From Now On
Vol 9|No 1|September|1999
by Jamie McKenzie
(Information Technology) does not transform schools
Great teaching combined with a solid familiarity with information literacy skills might transform schools, but there has been entirely too much focus on the promise of wires and cables, laptops and desktops.
Three years into a global rush to wire schools, we still have scanty evidence that the huge expenditures have changed student performance. Politicians wax eloquent about "knowledge economies" while squandering money on poorly conceived educational ventures that ignore what we know about teachers, teaching and change in schools. (see June issue of FNO)
It is time we replace the term (Information Technology) with (Information Literacy).
To understand more about what is required for schools to make (Information Literacy) central to purpose, consider this article in the Connected Classroom Newsletter.
Problems of Readiness and Preparation
We are witnessing an equipment shopping spree that violates good sense and ignores what we know about changing schools. Schools have become the target for an unprecedented technology binge that is too often about decoration and status rather than achievement.
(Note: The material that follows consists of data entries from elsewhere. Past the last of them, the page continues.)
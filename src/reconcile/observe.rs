//! Pure derivation of "what Plex says" into an `AniListListEntry` shape,
//! with no I/O — unit-testable in isolation from the Reconciliation Engine.

use chrono::NaiveDate;

use crate::models::anilist_entry::{AniListListEntry, AniListStatus};
use crate::models::mapping::EpisodeRange;
use crate::models::plex_item::PlexItem;

/// Everything Plex observed about one target before AniList policy is
/// applied. `media_id` is filled in by the caller.
#[derive(Debug, Clone, PartialEq)]
pub struct ObservedState {
    pub progress: i32,
    pub status: Option<AniListStatus>,
    pub score: Option<f32>,
    pub notes: Option<String>,
    pub started_at: Option<NaiveDate>,
    pub completed_at: Option<NaiveDate>,
    pub repeat: i32,
    /// True only when no Plex item exists for this target at all (used by
    /// destructive-mode deletion).
    pub absent_from_library: bool,
}

/// Derives observed state from the Plex item(s) covering one resolved
/// target. `items` is the episode children within `range` for a show target,
/// or a single-element slice for a movie. `media_episode_count` clamps
/// progress when AniList knows the media's total episode count.
#[must_use]
pub fn derive_observed_state(
    items: &[PlexItem],
    range: Option<&EpisodeRange>,
    media_episode_count: Option<i32>,
) -> ObservedState {
    if items.is_empty() {
        return ObservedState {
            progress: 0,
            status: None,
            score: None,
            notes: None,
            started_at: None,
            completed_at: None,
            repeat: 0,
            absent_from_library: true,
        };
    }

    let is_movie = range.is_none() && items.len() == 1 && items[0].season_index.is_none();

    let (progress, episodes_in_range) = if is_movie {
        let viewed = u32::from(items[0].is_viewed());
        (i32::from(viewed > 0), 1)
    } else {
        let viewed_episodes: Vec<u32> = items
            .iter()
            .filter(|i| i.is_viewed())
            .filter_map(|i| i.episode_index)
            .map(|e| u32::try_from(e).unwrap_or(0))
            .collect();

        let count = range.map_or_else(
            || viewed_episodes.len(),
            |r| r.intersect_viewed(&viewed_episodes).len(),
        );
        (i32::try_from(count).unwrap_or(0), items.len())
    };

    let progress = media_episode_count.map_or(progress, |total| progress.min(total));

    let view_count = items.iter().map(|i| i.view_count).max().unwrap_or(0);
    let view_count_i32 = i32::try_from(view_count).unwrap_or(i32::MAX);
    let repeat = if is_movie {
        (view_count_i32 - 1).max(0)
    } else {
        let eps = i32::try_from(episodes_in_range).unwrap_or(i32::MAX);
        (view_count_i32 - eps).max(0)
    };

    let in_watchlist = items.iter().any(|i| i.in_watchlist);
    let in_continue_watching = items.iter().any(|i| i.in_continue_watching);

    let status = compute_status(
        progress,
        media_episode_count,
        in_watchlist,
        in_continue_watching,
        repeat,
    );

    let score = items
        .iter()
        .filter_map(|i| i.user_rating)
        .next()
        .map(|r| (r * 10.0).clamp(0.0, 100.0));

    let notes = items
        .iter()
        .filter_map(|i| i.review_text.clone())
        .find(|t| !t.trim().is_empty());

    let started_at = items
        .iter()
        .filter(|i| i.is_viewed())
        .filter_map(|i| i.last_viewed_at)
        .min()
        .map(|dt| dt.date_naive());
    let completed_at = items
        .iter()
        .filter(|i| i.is_viewed())
        .filter_map(|i| i.last_viewed_at)
        .max()
        .map(|dt| dt.date_naive());

    ObservedState {
        progress,
        status,
        score,
        notes,
        started_at,
        completed_at,
        repeat,
        absent_from_library: false,
    }
}

fn compute_status(
    progress: i32,
    episode_count: Option<i32>,
    in_watchlist: bool,
    in_continue_watching: bool,
    repeat: i32,
) -> Option<AniListStatus> {
    if let Some(total) = episode_count
        && total > 0
        && progress >= total
    {
        return Some(if repeat > 0 {
            AniListStatus::Repeating
        } else {
            AniListStatus::Completed
        });
    }

    if progress > 0 {
        return Some(AniListStatus::Current);
    }

    if in_watchlist {
        return Some(AniListStatus::Planning);
    }

    if in_continue_watching {
        return Some(AniListStatus::Current);
    }

    None
}

#[cfg(test)]
mod tests {
    use super::*;
    use chrono::Utc;

    fn episode(index: i32, viewed: bool, view_count: u32) -> PlexItem {
        PlexItem {
            section_key: 1,
            rating_key: i64::from(index),
            parent_rating_key: Some(1),
            guid: format!("plex://episode/{index}"),
            item_type: crate::models::plex_item::PlexItemType::Episode,
            added_at: Utc::now(),
            updated_at: Utc::now(),
            last_viewed_at: viewed.then(Utc::now),
            user_rating: None,
            view_count,
            view_offset_ms: 0,
            duration_ms: 1_200_000,
            title: format!("Episode {index}"),
            year: None,
            guids: vec![],
            season_index: Some(1),
            episode_index: Some(index),
            in_watchlist: false,
            in_continue_watching: false,
            review_text: None,
        }
    }

    #[test]
    fn movie_progress_is_binary() {
        let mut movie = episode(1, true, 2);
        movie.season_index = None;
        movie.episode_index = None;
        let state = derive_observed_state(&[movie], None, None);
        assert_eq!(state.progress, 1);
        assert_eq!(state.repeat, 1);
        assert_eq!(state.status, Some(AniListStatus::Completed));
    }

    #[test]
    fn show_progress_counts_viewed_within_range() {
        let range = EpisodeRange::from_sorted_unique(vec![1, 2, 3]);
        let items = vec![episode(1, true, 1), episode(2, true, 1), episode(3, false, 0)];
        let state = derive_observed_state(&items, Some(&range), Some(3));
        assert_eq!(state.progress, 2);
        assert_eq!(state.status, Some(AniListStatus::Current));
    }

    #[test]
    fn full_completion_yields_completed() {
        let range = EpisodeRange::from_sorted_unique(vec![1, 2]);
        let items = vec![episode(1, true, 1), episode(2, true, 1)];
        let state = derive_observed_state(&items, Some(&range), Some(2));
        assert_eq!(state.progress, 2);
        assert_eq!(state.status, Some(AniListStatus::Completed));
    }

    #[test]
    fn no_items_means_absent() {
        let state = derive_observed_state(&[], None, None);
        assert!(state.absent_from_library);
    }
}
Early adopting states are now (belatedly) commissioning "audits" that do little to demonstrate any return on investment.
Changing classrooms from "sage on the stage" traditional models to include "guide on the side" student-centered strategies and activities requires a prolonged commitment to professional development - one that is well beyond the resources and the savvy of most school districts, many of which are still fixated on the software trap mentioned earlier. We have few models to emulate and little evidence that this transformation of teaching styles is even possible.
Adding to that issue is a widespread failure to move computers about strategically in order to optimize maximize benefits. In far too many cases, computers are spread thinly across classrooms without regard for readiness and with too little "cultivation" of the classrooms or their occupants. (See May issue of From Now On.) "Strategic Deployment of New Technologies."
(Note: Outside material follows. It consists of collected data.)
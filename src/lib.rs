pub mod api;
pub mod cli;
pub mod clients;
pub mod config;
pub mod constants;
pub mod db;
pub mod domain;
pub mod entities;
pub mod models;
pub mod reconcile;
pub mod resolver;
pub mod scheduler;
pub mod services;

use std::collections::HashMap;
use std::sync::Arc;

use anyhow::Context;
use clap::Parser;
use tokio::signal;
use tokio::sync::broadcast;
use tracing::{error, info};
use tracing_subscriber::{EnvFilter, layer::SubscriberExt, util::SubscriberInitExt};

pub use config::Config;

use api::{AppState, ProfileRuntime};
use cli::{Cli, Commands};
use clients::anilist::AnilistClient;
use constants::DATABASE_FILENAME;
use domain::events::NotificationEvent;
use scheduler::database_sync::DatabaseSyncJob;
use scheduler::ProfileSupervisor;

pub async fn run() -> anyhow::Result<()> {
    let config = Config::load()?;
    run_with_config(config).await
}

pub async fn run_with_config(config: Config) -> anyhow::Result<()> {
    config.validate()?;

    let prometheus_handle = init_prometheus(&config)?;
    init_logging(&config)?;

    let cli = Cli::parse();
    execute_command(cli, config, prometheus_handle).await
}

fn init_prometheus(
    config: &Config,
) -> anyhow::Result<Option<metrics_exporter_prometheus::PrometheusHandle>> {
    if config.observability.metrics_enabled {
        use metrics_exporter_prometheus::PrometheusBuilder;
        let builder = PrometheusBuilder::new();
        let handle = builder
            .install_recorder()
            .context("failed to install Prometheus recorder")?;
        info!("prometheus metrics recorder initialized");
        Ok(Some(handle))
    } else {
        Ok(None)
    }
}

fn init_logging(config: &Config) -> anyhow::Result<()> {
    let mut log_level = config.general.log_level.clone();
    if config.general.suppress_connection_errors {
        log_level.push_str(",reqwest::retry=off,hyper_util=off");
    }

    let env_filter = EnvFilter::try_from_default_env().unwrap_or_else(|_| EnvFilter::new(&log_level));
    let registry = tracing_subscriber::registry().with(env_filter);

    let use_json =
        config.observability.loki_enabled || std::env::var("LOG_FORMAT").unwrap_or_default() == "json";

    if use_json {
        let fmt_layer = tracing_subscriber::fmt::layer()
            .json()
            .flatten_event(true)
            .with_current_span(true)
            .with_span_list(false);

        if config.observability.loki_enabled {
            let url = url::Url::parse(&config.observability.loki_url).context("invalid Loki URL")?;

            let (loki_layer, task) = tracing_loki::builder()
                .label("app", "plexanibridge")?
                .extra_field("env", "production")?
                .extra_field("version", env!("CARGO_PKG_VERSION"))?
                .build_url(url)?;

            tokio::spawn(task);
            registry.with(fmt_layer).with(loki_layer).init();
            info!("loki logging initialized at {}", config.observability.loki_url);
        } else {
            registry.with(fmt_layer).init();
        }
    } else {
        let fmt_layer = tracing_subscriber::fmt::layer().pretty();
        registry.with(fmt_layer).init();
    }
    Ok(())
}

async fn execute_command(
    cli: Cli,
    config: Config,
    prometheus_handle: Option<metrics_exporter_prometheus::PrometheusHandle>,
) -> anyhow::Result<()> {
    match cli.command {
        None => {
            use clap::CommandFactory;
            Cli::command().print_help()?;
            println!();
            Ok(())
        }

        Some(Commands::Daemon) => run_daemon(config, prometheus_handle).await,

        Some(Commands::Sync { profile, full, dry_run }) => {
            cli::cmd_sync(&config, &profile, full, dry_run).await
        }

        Some(Commands::History { profile, limit }) => cli::cmd_history(&config, &profile, limit).await,

        Some(Commands::Undo { event_id }) => cli::cmd_undo(&config, event_id).await,

        Some(Commands::Backup { command }) => match command {
            cli::BackupCommands::List { profile } => cli::cmd_backup_list(&config, &profile).await,
            cli::BackupCommands::Restore { profile, id } => {
                cli::cmd_backup_restore(&config, &profile, id).await
            }
        },

        Some(Commands::Mappings { query }) => {
            let query_str = query.join(" ");
            cli::cmd_mappings_search(&config, &query_str).await
        }
    }
}

/// Builds the `Store` + `ProfileSupervisor` for every configured profile,
/// each with its own database connection rooted at that profile's
/// effective `data_path` (profiles may share a `data_path`, in which case
/// they share a `Store`).
async fn build_profiles(
    config: &Config,
    events: &broadcast::Sender<NotificationEvent>,
) -> anyhow::Result<HashMap<String, (ProfileSupervisor, ProfileRuntime)>> {
    let mut stores: HashMap<String, db::Store> = HashMap::new();
    let mut profiles = HashMap::new();

    for (name, profile_config) in &config.profiles {
        let data_path = profile_config.data_path(&config.general).to_string();
        let store = match stores.get(&data_path) {
            Some(store) => store.clone(),
            None => {
                let db_path = format!("{data_path}/{DATABASE_FILENAME}");
                let store = db::Store::new(&format!("sqlite:{db_path}")).await?;
                stores.insert(data_path, store.clone());
                store
            }
        };

        let anilist = AnilistClient::new(&profile_config.anilist_token);
        let supervisor = ProfileSupervisor::new(
            name.clone(),
            profile_config.clone(),
            store,
            events.clone(),
        );

        let runtime = ProfileRuntime {
            handle: supervisor.handle(),
            state: supervisor.state_handle(),
            anilist,
            destructive_sync: profile_config.destructive_sync,
        };

        profiles.insert(name.clone(), (supervisor, runtime));
    }

    Ok(profiles)
}

async fn run_daemon(
    config: Config,
    prometheus_handle: Option<metrics_exporter_prometheus::PrometheusHandle>,
) -> anyhow::Result<()> {
    info!(
        "plexanibridge v{} starting in daemon mode...",
        env!("CARGO_PKG_VERSION")
    );

    let (events_tx, _events_rx) = broadcast::channel::<NotificationEvent>(config.general.event_bus_buffer_size);
    let (shutdown_tx, _shutdown_rx) = broadcast::channel::<()>(1);

    let built = build_profiles(&config, &events_tx).await?;

    let mut runtimes = HashMap::new();
    let mut supervisor_handles = Vec::new();
    for (name, (supervisor, runtime)) in built {
        runtimes.insert(name, runtime);
        let shutdown_rx = shutdown_tx.subscribe();
        supervisor_handles.push(tokio::spawn(supervisor.run(shutdown_rx)));
    }

    let app_state = Arc::new(AppState {
        store: db::Store::new(&format!(
            "sqlite:{}/{DATABASE_FILENAME}",
            config.general.data_path
        ))
        .await?,
        events: events_tx,
        profiles: runtimes,
        start_time: std::time::Instant::now(),
        prometheus_handle,
    });

    let sync_job = DatabaseSyncJob::new(
        app_state.store.clone(),
        constants::DEFAULT_MAPPINGS_SOURCE_URL.to_string(),
        config.general.data_path.clone(),
    );
    let sync_handle = tokio::spawn(async move {
        sync_job.run_forever(constants::intervals::DATABASE_SYNC).await;
    });

    let server_handle: Option<tokio::task::JoinHandle<()>> = if config.server.enabled {
        let port = config.server.port;
        info!("starting web API on port {}", port);

        let app = api::router(app_state.clone(), &config).await;
        let addr = format!("0.0.0.0:{port}");
        let listener = tokio::net::TcpListener::bind(&addr).await?;

        Some(tokio::spawn(async move {
            info!("web API listening at http://0.0.0.0:{port}");
            if let Err(err) = axum::serve(listener, app).await {
                error!(?err, "web API server error");
            }
        }))
    } else {
        None
    };

    info!("daemon running, press Ctrl+C to stop");

    match signal::ctrl_c().await {
        Ok(()) => info!("shutdown signal received"),
        Err(err) => error!(?err, "error listening for shutdown signal"),
    }

    let _ = shutdown_tx.send(());
    for handle in supervisor_handles {
        let _ = handle.await;
    }
    sync_handle.abort();
    if let Some(handle) = server_handle {
        handle.abort();
    }

    info!("daemon stopped");
    Ok(())
}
Problems of Philosophy and Inclination
Many teachers are inclined to stick with traditional teaching. Hank Becker's research shows that "traditional" teachers are three times less likely to use new technologies than "constructivist" teachers. (see April issue of From Now On) also (click here to go to "Internet Use by Teachers" Web site at University of California Irvine) We apparently suffer both from poor preparation and a lack of inclination.
While many "traditional" teachers in Becker's study express some desire to spend more time on student centered learning, they complain that new state curriculum standards and tests leave them little time or room to support such activities. Their "wishful thinking" does not translate into robust technology usage or (Information Literacy).
Inclination is rarely addressed as a technology challenge. Sadly, there is little written about the reluctant, late adopting, traditional teachers and how to enlist their support in the effort. (see summer bonus issue of From Now On) This failure helps to explain their lack of use.
Problems of philosophy and inclination are best addressed by clarifying purpose. Schools that focus their efforts on (Information Literacy) should be able to win the support of all teachers as they see the connection between literacy and performance.
As was fully outlined in the April issue of From Now On , many of the new, tougher tests require inferential reasoning skills. Students must learn to read between the lines and employ strategic reading.
The thought process is akin to Sherlock Holmes solving a murder mystery.
Sherlock begins with seven suspects. He checks everybody's story. He narrows it down to the butler and Aunt Gertrude. He gathers more evidence. He and Dr. Watson consider the clues. They test their theories. They combine clues.
They zero in on one suspect, lay a trap and find their woman (or man.)
Whodunit? The butler? Aunt Gertrude?
These same skills are central to problem-solving and decision-making. They are basic to (Information Literacy).